Yet when that trope is pursued further it invariably narrows to cricket, or occasionally rugby, within a growing literature on the role of sport in empire. Despite its contemporary global significance, association football (soccer) has been the forgotten sport of empire, perhaps too close to the masses for comfort or documentation.

Yet football played a massive part in late nineteenth-century and early twentieth-century colonialism, and its legacy is arguably as great as many other cultural impacts of the West. This chapter examines the role that football played in contributing to shaping colonial states, empowering local people, building and challenging empire and reshaping the trajectory of local lives.

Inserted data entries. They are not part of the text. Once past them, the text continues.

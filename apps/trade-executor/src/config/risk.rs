//! Risk budget configuration.

use rust_decimal::Decimal;
use serde::{Deserialize, Serialize};

use super::ConfigError;

/// Risk configuration.
#[derive(Debug, Clone, Serialize, Deserialize)]
pub struct RiskConfig {
    /// Percent of capital risked per plan when the batch does not say.
    #[serde(default = "default_risk_percent")]
    pub default_risk_percent: f64,
    /// Fraction of balance a scaled batch may consume.
    #[serde(default = "default_safety_margin")]
    pub exposure_safety_margin: f64,
}

impl Default for RiskConfig {
    fn default() -> Self {
        Self {
            default_risk_percent: default_risk_percent(),
            exposure_safety_margin: default_safety_margin(),
        }
    }
}

impl RiskConfig {
    /// Default risk percent as a decimal.
    pub fn risk_percent(&self) -> Result<Decimal, ConfigError> {
        to_decimal("risk.default_risk_percent", self.default_risk_percent)
    }

    /// Safety margin as a decimal.
    pub fn safety_margin(&self) -> Result<Decimal, ConfigError> {
        to_decimal("risk.exposure_safety_margin", self.exposure_safety_margin)
    }
}

fn to_decimal(field: &str, value: f64) -> Result<Decimal, ConfigError> {
    Decimal::try_from(value)
        .map(|d| d.normalize())
        .map_err(|e| ConfigError::ValidationError(format!("{field} is not a valid number: {e}")))
}

const fn default_risk_percent() -> f64 {
    1.0
}

const fn default_safety_margin() -> f64 {
    0.95
}
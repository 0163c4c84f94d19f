//! Trade Lifecycle Bounded Context
//!
//! One approved trade plan is driven from admission to a terminal phase:
//!
//! ```text
//! STARTED -> ORDER_PLACING -> ORDER_PLACED -> ORDER_MONITORING
//!     -> ORDER_FILLED -> GTT_PLACING -> GTT_PLACED -> COMPLETED
//!     |  ORDER_TIMEOUT | MARKET_CLOSED | FAILED
//! ```
//!
//! Every transition appends exactly one [`ExecutionEvent`] to the
//! [`ExecutionRecord`], in transition order.

mod errors;
mod event;
mod phase;
mod record;

pub use errors::{FailureKind, LifecycleError};
pub use event::ExecutionEvent;
pub use phase::{LifecyclePhase, LifecycleStateMachine};
pub use record::ExecutionRecord;
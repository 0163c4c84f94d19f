//! HTTP client wrapper with retry logic.

use std::time::Duration;

use rand::Rng;
use reqwest::{Client, Method, StatusCode};
use serde::Serialize;
use serde::de::DeserializeOwned;

use super::api_types::KiteEnvelope;
use super::config::{KiteConfig, RetryConfig};
use super::error::KiteError;
use crate::application::ports::ExecutionContext;

/// HTTP client for Kite Connect with retry logic.
///
/// Holds the app API key only; the session token comes from the
/// [`ExecutionContext`] of each call.
#[derive(Debug, Clone)]
pub struct KiteHttpClient {
    client: Client,
    api_key: String,
    base_url: String,
    retry_config: RetryConfig,
}

impl KiteHttpClient {
    /// Create a new HTTP client from config.
    pub fn new(config: &KiteConfig) -> Result<Self, KiteError> {
        if config.api_key.trim().is_empty() {
            return Err(KiteError::AuthenticationFailed(
                "api_key is not configured".to_string(),
            ));
        }

        let client = Client::builder()
            .timeout(config.timeout)
            .build()
            .map_err(|e| KiteError::Http(e.to_string()))?;

        Ok(Self {
            client,
            api_key: config.api_key.clone(),
            base_url: config.base_url.clone(),
            retry_config: config.retry.clone(),
        })
    }

    /// GET and unwrap the envelope's `data`. Retried on network errors,
    /// 5xx and 429.
    pub async fn get<T: DeserializeOwned>(
        &self,
        ctx: &ExecutionContext,
        path: &str,
    ) -> Result<T, KiteError> {
        self.request(ctx, Method::GET, path, None::<&()>).await
    }

    /// Form-encoded POST. Only retried on 429, never on network errors or
    /// 5xx, so an order is not submitted twice.
    #[allow(clippy::future_not_send)]
    pub async fn post_form<T: DeserializeOwned, F: Serialize>(
        &self,
        ctx: &ExecutionContext,
        path: &str,
        form: &F,
    ) -> Result<T, KiteError> {
        self.request(ctx, Method::POST, path, Some(form)).await
    }

    #[allow(clippy::future_not_send)]
    async fn request<T: DeserializeOwned, F: Serialize>(
        &self,
        ctx: &ExecutionContext,
        method: Method,
        path: &str,
        form: Option<&F>,
    ) -> Result<T, KiteError> {
        let url = format!("{}{path}", self.base_url);
        let idempotent = method == Method::GET;
        let mut backoff = ExponentialBackoff::new(&self.retry_config);

        loop {
            let mut request = self
                .client
                .request(method.clone(), &url)
                .header("X-Kite-Version", "3")
                .header(
                    "Authorization",
                    format!("token {}:{}", self.api_key, ctx.credential.access_token()),
                );
            if let Some(f) = form {
                request = request.form(f);
            }

            let response = match request.send().await {
                Ok(resp) => resp,
                Err(e) => {
                    let retry = if idempotent {
                        backoff.next_backoff()
                    } else {
                        None
                    };
                    if let Some(delay) = retry {
                        tracing::warn!(
                            correlation_id = %ctx.correlation_id,
                            %path,
                            error = %e,
                            delay_ms = delay.as_millis(),
                            attempt = backoff.attempt,
                            "Network error, retrying"
                        );
                        tokio::time::sleep(delay).await;
                        continue;
                    }
                    if idempotent {
                        return Err(KiteError::MaxRetriesExceeded {
                            attempts: backoff.attempt,
                            last_error: e.to_string(),
                        });
                    }
                    return Err(KiteError::Network(e.to_string()));
                }
            };

            let status = response.status();
            let retry_after = response
                .headers()
                .get("Retry-After")
                .and_then(|v| v.to_str().ok())
                .and_then(|v| v.parse::<u64>().ok());

            let text = response
                .text()
                .await
                .map_err(|e| KiteError::Network(e.to_string()))?;

            if status.is_success() {
                return Self::unwrap_envelope(status, &text);
            }

            let (error_type, message) = match serde_json::from_str::<KiteEnvelope<serde_json::Value>>(&text) {
                Ok(env) => (
                    env.error_type,
                    env.message.unwrap_or_else(|| status.to_string()),
                ),
                Err(_) => (None, text),
            };

            match categorize_status(status) {
                ErrorCategory::RateLimited => {
                    let delay = backoff
                        .next_backoff()
                        .map(|d| retry_after.map_or(d, Duration::from_secs));
                    if let Some(delay) = delay {
                        tracing::warn!(
                            correlation_id = %ctx.correlation_id,
                            %path,
                            delay_ms = delay.as_millis(),
                            "Rate limited, retrying"
                        );
                        tokio::time::sleep(delay).await;
                        continue;
                    }
                    return Err(KiteError::RateLimited {
                        retry_after_secs: retry_after.unwrap_or(1),
                    });
                }
                ErrorCategory::Retryable if idempotent => {
                    if let Some(delay) = backoff.next_backoff() {
                        tracing::warn!(
                            correlation_id = %ctx.correlation_id,
                            %path,
                            status = status.as_u16(),
                            %message,
                            delay_ms = delay.as_millis(),
                            "Retryable error, retrying"
                        );
                        tokio::time::sleep(delay).await;
                        continue;
                    }
                    return Err(KiteError::MaxRetriesExceeded {
                        attempts: backoff.attempt,
                        last_error: message,
                    });
                }
                _ => {
                    if status == StatusCode::NOT_FOUND {
                        return Err(KiteError::OrderNotFound {
                            order_id: path.rsplit('/').next().unwrap_or(path).to_string(),
                        });
                    }
                    return Err(KiteError::from_api(status.as_u16(), error_type, message));
                }
            }
        }
    }

    fn unwrap_envelope<T: DeserializeOwned>(status: StatusCode, text: &str) -> Result<T, KiteError> {
        let envelope: KiteEnvelope<T> =
            serde_json::from_str(text).map_err(|e| KiteError::JsonParse(e.to_string()))?;

        if envelope.status != "success" {
            return Err(KiteError::from_api(
                status.as_u16(),
                envelope.error_type,
                envelope.message.unwrap_or_default(),
            ));
        }

        envelope
            .data
            .ok_or_else(|| KiteError::InvalidResponse("success envelope without data".to_string()))
    }
}

/// Error category for determining retry behavior.
enum ErrorCategory {
    RateLimited,
    Retryable,
    NonRetryable,
}

/// Categorize HTTP status code for retry handling.
const fn categorize_status(status: StatusCode) -> ErrorCategory {
    match status.as_u16() {
        429 => ErrorCategory::RateLimited,
        408 | 500 | 502 | 503 | 504 => ErrorCategory::Retryable,
        _ => ErrorCategory::NonRetryable,
    }
}

/// Exponential backoff with symmetric jitter.
struct ExponentialBackoff {
    attempt: u32,
    max_attempts: u32,
    current_backoff: Duration,
    max_backoff: Duration,
    multiplier: f64,
    jitter_factor: f64,
}

impl ExponentialBackoff {
    const fn new(config: &RetryConfig) -> Self {
        Self {
            attempt: 0,
            max_attempts: config.max_attempts,
            current_backoff: config.initial_backoff,
            max_backoff: config.max_backoff,
            multiplier: config.multiplier,
            jitter_factor: config.jitter_factor,
        }
    }

    /// Delay before the next attempt, or `None` once attempts are spent.
    fn next_backoff(&mut self) -> Option<Duration> {
        self.attempt += 1;
        if self.attempt >= self.max_attempts {
            return None;
        }

        let base = self.current_backoff;
        self.current_backoff = Duration::from_secs_f64(
            (self.current_backoff.as_secs_f64() * self.multiplier)
                .min(self.max_backoff.as_secs_f64()),
        );

        Some(self.apply_jitter(base))
    }

    fn apply_jitter(&self, base: Duration) -> Duration {
        let base_ms = base.as_secs_f64() * 1000.0;
        let range = base_ms * self.jitter_factor.clamp(0.0, 1.0);
        if range <= 0.0 {
            return base.min(self.max_backoff);
        }
        let jittered = rand::rng().random_range((base_ms - range)..=(base_ms + range));
        Duration::from_secs_f64(jittered.max(0.0) / 1000.0).min(self.max_backoff)
    }
}

#[cfg(test)]
mod tests {
    use super::*;

    fn retry(max_attempts: u32, jitter_factor: f64) -> RetryConfig {
        RetryConfig {
            max_attempts,
            initial_backoff: Duration::from_millis(100),
            max_backoff: Duration::from_secs(10),
            multiplier: 2.0,
            jitter_factor,
        }
    }

    #[test]
    fn categorize_statuses() {
        assert!(matches!(
            categorize_status(StatusCode::TOO_MANY_REQUESTS),
            ErrorCategory::RateLimited
        ));
        assert!(matches!(
            categorize_status(StatusCode::BAD_GATEWAY),
            ErrorCategory::Retryable
        ));
        assert!(matches!(
            categorize_status(StatusCode::BAD_REQUEST),
            ErrorCategory::NonRetryable
        ));
        assert!(matches!(
            categorize_status(StatusCode::FORBIDDEN),
            ErrorCategory::NonRetryable
        ));
    }

    #[test]
    fn backoff_without_jitter_doubles() {
        let mut backoff = ExponentialBackoff::new(&retry(4, 0.0));
        assert_eq!(backoff.next_backoff(), Some(Duration::from_millis(100)));
        assert_eq!(backoff.next_backoff(), Some(Duration::from_millis(200)));
        assert_eq!(backoff.next_backoff(), Some(Duration::from_millis(400)));
        assert!(backoff.next_backoff().is_none());
    }

    #[test]
    fn jitter_stays_in_band() {
        for _ in 0..50 {
            let mut backoff = ExponentialBackoff::new(&retry(3, 0.2));
            let delay = backoff.next_backoff().unwrap();
            assert!(delay >= Duration::from_millis(80), "{delay:?}");
            assert!(delay <= Duration::from_millis(120), "{delay:?}");
        }
    }

    #[test]
    fn envelope_without_success_is_error() {
        let text = r#"{"status":"error","message":"Markets are closed right now.","error_type":"InputException"}"#;
        let err = KiteHttpClient::unwrap_envelope::<serde_json::Value>(StatusCode::OK, text).unwrap_err();
        assert!(matches!(err, KiteError::MarketClosed(_)));
    }

    #[test]
    fn empty_api_key_is_rejected() {
        assert!(KiteHttpClient::new(&KiteConfig::new("  ")).is_err());
    }
}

Football—kicking a ball around—is basically such a straightforward and obvious form of enjoyment, exercise and competitive entertainment that there are multiple claims to its origin. Only in the second half of the nineteenth century did it emerge as a regulated activity, codified and standardised in Britain in the 1860s, and defined by widely accepted and ultimately global rules and regulations (over the number of players and their dress code, dimensions of the ground and goals, duration and, of course, the actual play). Codification was the preserve of the privileged, coinciding with the emergence of sport as a central feature of public-school education. Football became popular and achieved recognition and regulation during the first great era of globalisation, and the consolidation of colonial control in global empires.1

Football required organisation, leadership and practice, attributes seen as valuable, even essential, by colonial powers. Football was imbued with modernity. Acquiring football skills, organising teams and competitions, travelling to play games, and also competing against the colonialists themselves, all meant the acquisition of status and the realisation of a degree of equality and acceptance for the colonised. Sport, in the minds of colonialists, promised to discipline subject societies, and acquiring a certain discipline was to be wel­comed. There is remarkably little evidence that the colonised were reluctant to take part. Colonialists regarded sport as a tool of civilisation. Since football required little technical equipment, it was more open to the participation of indigenous peoples than many other sports. Like other team sports, however, it demanded competition, opposition and there­fore rivalry. Unlike cricket, it also meant direct physical confrontation, rather than confrontation through finesse; rivalry and physical opposition sometimes posed direct challenges to colonial authorities.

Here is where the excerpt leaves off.